Records contained in a dataset:
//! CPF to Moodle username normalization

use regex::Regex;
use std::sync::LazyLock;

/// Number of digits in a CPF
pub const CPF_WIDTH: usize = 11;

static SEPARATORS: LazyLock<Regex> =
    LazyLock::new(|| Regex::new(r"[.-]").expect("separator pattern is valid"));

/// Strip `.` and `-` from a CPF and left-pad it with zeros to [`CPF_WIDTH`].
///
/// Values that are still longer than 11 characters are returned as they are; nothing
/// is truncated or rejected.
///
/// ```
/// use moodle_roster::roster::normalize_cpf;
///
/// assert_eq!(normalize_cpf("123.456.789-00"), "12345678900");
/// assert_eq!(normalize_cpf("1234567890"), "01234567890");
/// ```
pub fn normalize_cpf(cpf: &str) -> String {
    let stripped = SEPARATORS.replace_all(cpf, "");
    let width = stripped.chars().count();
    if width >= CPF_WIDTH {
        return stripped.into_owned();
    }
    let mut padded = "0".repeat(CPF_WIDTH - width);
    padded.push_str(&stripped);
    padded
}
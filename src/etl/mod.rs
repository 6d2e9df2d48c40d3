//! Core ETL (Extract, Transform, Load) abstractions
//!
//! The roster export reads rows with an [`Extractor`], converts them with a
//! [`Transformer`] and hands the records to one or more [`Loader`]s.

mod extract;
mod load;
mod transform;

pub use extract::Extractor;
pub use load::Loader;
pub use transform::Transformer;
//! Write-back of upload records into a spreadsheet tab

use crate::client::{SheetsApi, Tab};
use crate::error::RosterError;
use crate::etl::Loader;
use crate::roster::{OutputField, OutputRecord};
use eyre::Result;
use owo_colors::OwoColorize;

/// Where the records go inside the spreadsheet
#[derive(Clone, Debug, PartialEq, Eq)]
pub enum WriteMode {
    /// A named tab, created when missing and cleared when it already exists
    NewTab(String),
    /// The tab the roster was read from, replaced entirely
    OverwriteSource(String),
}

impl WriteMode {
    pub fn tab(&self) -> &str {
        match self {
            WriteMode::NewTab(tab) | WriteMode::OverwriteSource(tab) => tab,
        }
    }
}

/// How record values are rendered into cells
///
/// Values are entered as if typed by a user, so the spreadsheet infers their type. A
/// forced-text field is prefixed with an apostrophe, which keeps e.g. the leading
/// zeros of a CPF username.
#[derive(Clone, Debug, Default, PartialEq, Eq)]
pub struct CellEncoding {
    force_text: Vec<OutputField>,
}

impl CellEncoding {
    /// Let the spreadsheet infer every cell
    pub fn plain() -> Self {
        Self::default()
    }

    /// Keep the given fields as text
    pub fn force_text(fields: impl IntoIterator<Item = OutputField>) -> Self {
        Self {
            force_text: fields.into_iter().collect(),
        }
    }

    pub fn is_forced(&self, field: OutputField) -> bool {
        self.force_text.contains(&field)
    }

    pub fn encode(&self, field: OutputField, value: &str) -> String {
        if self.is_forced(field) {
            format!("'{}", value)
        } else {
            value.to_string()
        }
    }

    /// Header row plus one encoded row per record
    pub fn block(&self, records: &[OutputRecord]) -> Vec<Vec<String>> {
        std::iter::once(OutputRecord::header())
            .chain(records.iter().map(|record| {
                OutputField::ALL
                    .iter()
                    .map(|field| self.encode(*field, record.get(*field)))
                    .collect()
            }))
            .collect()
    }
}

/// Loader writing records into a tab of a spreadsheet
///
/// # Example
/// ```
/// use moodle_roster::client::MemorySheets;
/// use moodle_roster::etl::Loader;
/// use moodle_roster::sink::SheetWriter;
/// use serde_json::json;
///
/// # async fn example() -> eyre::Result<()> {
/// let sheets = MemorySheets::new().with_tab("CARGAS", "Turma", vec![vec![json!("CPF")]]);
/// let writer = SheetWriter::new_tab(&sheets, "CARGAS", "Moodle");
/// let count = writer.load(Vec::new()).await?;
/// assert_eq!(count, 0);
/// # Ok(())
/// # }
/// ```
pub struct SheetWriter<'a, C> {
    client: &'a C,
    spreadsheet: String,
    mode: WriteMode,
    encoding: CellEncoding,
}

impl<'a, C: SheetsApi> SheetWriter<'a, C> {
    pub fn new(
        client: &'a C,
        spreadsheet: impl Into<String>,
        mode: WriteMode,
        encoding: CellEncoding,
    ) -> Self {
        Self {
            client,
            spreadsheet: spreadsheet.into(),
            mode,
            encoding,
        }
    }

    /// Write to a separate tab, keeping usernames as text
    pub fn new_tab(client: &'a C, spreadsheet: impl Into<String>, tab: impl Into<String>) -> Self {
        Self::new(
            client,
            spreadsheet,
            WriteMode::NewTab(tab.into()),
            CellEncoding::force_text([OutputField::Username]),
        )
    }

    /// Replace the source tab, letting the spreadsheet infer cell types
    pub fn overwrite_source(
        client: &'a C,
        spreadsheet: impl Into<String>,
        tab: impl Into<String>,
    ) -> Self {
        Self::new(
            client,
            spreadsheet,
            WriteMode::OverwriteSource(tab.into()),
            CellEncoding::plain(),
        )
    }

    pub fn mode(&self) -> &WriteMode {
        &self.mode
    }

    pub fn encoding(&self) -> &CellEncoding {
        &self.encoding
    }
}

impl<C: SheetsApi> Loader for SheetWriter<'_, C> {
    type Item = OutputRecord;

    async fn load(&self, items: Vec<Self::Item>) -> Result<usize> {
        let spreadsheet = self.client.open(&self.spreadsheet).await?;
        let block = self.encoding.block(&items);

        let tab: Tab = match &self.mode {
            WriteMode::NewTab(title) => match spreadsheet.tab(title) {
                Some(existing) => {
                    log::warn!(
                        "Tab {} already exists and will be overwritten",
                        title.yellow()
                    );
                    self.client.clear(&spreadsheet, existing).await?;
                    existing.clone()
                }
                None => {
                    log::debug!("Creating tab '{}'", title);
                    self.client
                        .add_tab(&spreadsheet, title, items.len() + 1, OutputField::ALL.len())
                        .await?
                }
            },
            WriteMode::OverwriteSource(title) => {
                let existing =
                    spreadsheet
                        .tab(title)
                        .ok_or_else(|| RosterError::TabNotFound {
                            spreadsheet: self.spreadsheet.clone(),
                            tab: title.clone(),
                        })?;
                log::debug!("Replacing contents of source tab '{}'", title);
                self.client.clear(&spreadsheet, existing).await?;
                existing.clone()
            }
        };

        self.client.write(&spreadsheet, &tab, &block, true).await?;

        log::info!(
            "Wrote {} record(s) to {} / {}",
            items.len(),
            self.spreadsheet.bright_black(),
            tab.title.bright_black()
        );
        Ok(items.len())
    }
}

What this task involves: Print the records again in full, exactly as they appear above.

Answer space:
//! CPF to Moodle username normalization

use regex::Regex;
use std::sync::LazyLock;

/// Number of digits in a CPF
pub const CPF_WIDTH: usize = 11;

static SEPARATORS: LazyLock<Regex> =
    LazyLock::new(|| Regex::new(r"[.-]").expect("separator pattern is valid"));

/// Strip `.` and `-` from a CPF and left-pad it with zeros to [`CPF_WIDTH`].
///
/// Values that are still longer than 11 characters are returned as they are; nothing
/// is truncated or rejected.
///
/// ```
/// use moodle_roster::roster::normalize_cpf;
///
/// assert_eq!(normalize_cpf("123.456.789-00"), "12345678900");
/// assert_eq!(normalize_cpf("1234567890"), "01234567890");
/// ```
pub fn normalize_cpf(cpf: &str) -> String {
    let stripped = SEPARATORS.replace_all(cpf, "");
    let width = stripped.chars().count();
    if width >= CPF_WIDTH {
        return stripped.into_owned();
    }
    let mut padded = "0".repeat(CPF_WIDTH - width);
    padded.push_str(&stripped);
    padded
}
filename src/etl/mod.rs
repository 6d2e9df2d48c40d3
//! Core ETL (Extract, Transform, Load) abstractions
//!
//! The roster export reads rows with an [`Extractor`], converts them with a
//! [`Transformer`] and hands the records to one or more [`Loader`]s.

mod extract;
mod load;
mod transform;

pub use extract::Extractor;
pub use load::Loader;
pub use transform::Transformer;
//! Write-back of upload records into a spreadsheet tab

use crate::client::{SheetsApi, Tab};
use crate::error::RosterError;
use crate::etl::Loader;
use crate::roster::{OutputField, OutputRecord};
use eyre::Result;
use owo_colors::OwoColorize;

/// Where the records go inside the spreadsheet
#[derive(Clone, Debug, PartialEq, Eq)]
pub enum WriteMode {
    /// A named tab, created when missing and cleared when it already exists
    NewTab(String),
    /// The tab the roster was read from, replaced entirely
    OverwriteSource(String),
}

impl WriteMode {
    pub fn tab(&self) -> &str {
        match self {
            WriteMode::NewTab(tab) | WriteMode::OverwriteSource(tab) => tab,
        }
    }
}

/// How record values are rendered into cells
///
/// Values are entered as if typed by a user, so the spreadsheet infers their type. A
/// forced-text field is prefixed with an apostrophe, which keeps e.g. the leading
/// zeros of a CPF username.
#[derive(Clone, Debug, Default, PartialEq, Eq)]
pub struct CellEncoding {
    force_text: Vec<OutputField>,
}

impl CellEncoding {
    /// Let the spreadsheet infer every cell
    pub fn plain() -> Self {
        Self::default()
    }

    /// Keep the given fields as text
    pub fn force_text(fields: impl IntoIterator<Item = OutputField>) -> Self {
        Self {
            force_text: fields.into_iter().collect(),
        }
    }

    pub fn is_forced(&self, field: OutputField) -> bool {
        self.force_text.contains(&field)
    }

    pub fn encode(&self, field: OutputField, value: &str) -> String {
        if self.is_forced(field) {
            format!("'{}", value)
        } else {
            value.to_string()
        }
    }

    /// Header row plus one encoded row per record
    pub fn block(&self, records: &[OutputRecord]) -> Vec<Vec<String>> {
        std::iter::once(OutputRecord::header())
            .chain(records.iter().map(|record| {
                OutputField::ALL
                    .iter()
                    .map(|field| self.encode(*field, record.get(*field)))
                    .collect()
            }))
            .collect()
    }
}

/// Loader writing records into a tab of a spreadsheet
///
/// # Example
/// ```
/// use moodle_roster::client::MemorySheets;
/// use moodle_roster::etl::Loader;
/// use moodle_roster::sink::SheetWriter;
/// use serde_json::json;
///
/// # async fn example() -> eyre::Result<()> {
/// let sheets = MemorySheets::new().with_tab("CARGAS", "Turma", vec![vec![json!("CPF")]]);
/// let writer = SheetWriter::new_tab(&sheets, "CARGAS", "Moodle");
/// let count = writer.load(Vec::new()).await?;
/// assert_eq!(count, 0);
/// # Ok(())
/// # }
/// ```
pub struct SheetWriter<'a, C> {
    client: &'a C,
    spreadsheet: String,
    mode: WriteMode,
    encoding: CellEncoding,
}

impl<'a, C: SheetsApi> SheetWriter<'a, C> {
    pub fn new(
        client: &'a C,
        spreadsheet: impl Into<String>,
        mode: WriteMode,
        encoding: CellEncoding,
    ) -> Self {
        Self {
            client,
            spreadsheet: spreadsheet.into(),
            mode,
            encoding,
        }
    }

    /// Write to a separate tab, keeping usernames as text
    pub fn new_tab(client: &'a C, spreadsheet: impl Into<String>, tab: impl Into<String>) -> Self {
        Self::new(
            client,
            spreadsheet,
            WriteMode::NewTab(tab.into()),
            CellEncoding::force_text([OutputField::Username]),
        )
    }

    /// Replace the source tab, letting the spreadsheet infer cell types
    pub fn overwrite_source(
        client: &'a C,
        spreadsheet: impl Into<String>,
        tab: impl Into<String>,
    ) -> Self {
        Self::new(
            client,
            spreadsheet,
            WriteMode::OverwriteSource(tab.into()),
            CellEncoding::plain(),
        )
    }

    pub fn mode(&self) -> &WriteMode {
        &self.mode
    }

    pub fn encoding(&self) -> &CellEncoding {
        &self.encoding
    }
}

impl<C: SheetsApi> Loader for SheetWriter<'_, C> {
    type Item = OutputRecord;

    async fn load(&self, items: Vec<Self::Item>) -> Result<usize> {
        let spreadsheet = self.client.open(&self.spreadsheet).await?;
        let block = self.encoding.block(&items);

        let tab: Tab = match &self.mode {
            WriteMode::NewTab(title) => match spreadsheet.tab(title) {
                Some(existing) => {
                    log::warn!(
                        "Tab {} already exists and will be overwritten",
                        title.yellow()
                    );
                    self.client.clear(&spreadsheet, existing).await?;
                    existing.clone()
                }
                None => {
                    log::debug!("Creating tab '{}'", title);
                    self.client
                        .add_tab(&spreadsheet, title, items.len() + 1, OutputField::ALL.len())
                        .await?
                }
            },
            WriteMode::OverwriteSource(title) => {
                let existing =
                    spreadsheet
                        .tab(title)
                        .ok_or_else(|| RosterError::TabNotFound {
                            spreadsheet: self.spreadsheet.clone(),
                            tab: title.clone(),
                        })?;
                log::debug!("Replacing contents of source tab '{}'", title);
                self.client.clear(&spreadsheet, existing).await?;
                existing.clone()
            }
        };

        self.client.write(&spreadsheet, &tab, &block, true).await?;

        log::info!(
            "Wrote {} record(s) to {} / {}",
            items.len(),
            self.spreadsheet.bright_black(),
            tab.title.bright_black()
        );
        Ok(items.len())
    }
}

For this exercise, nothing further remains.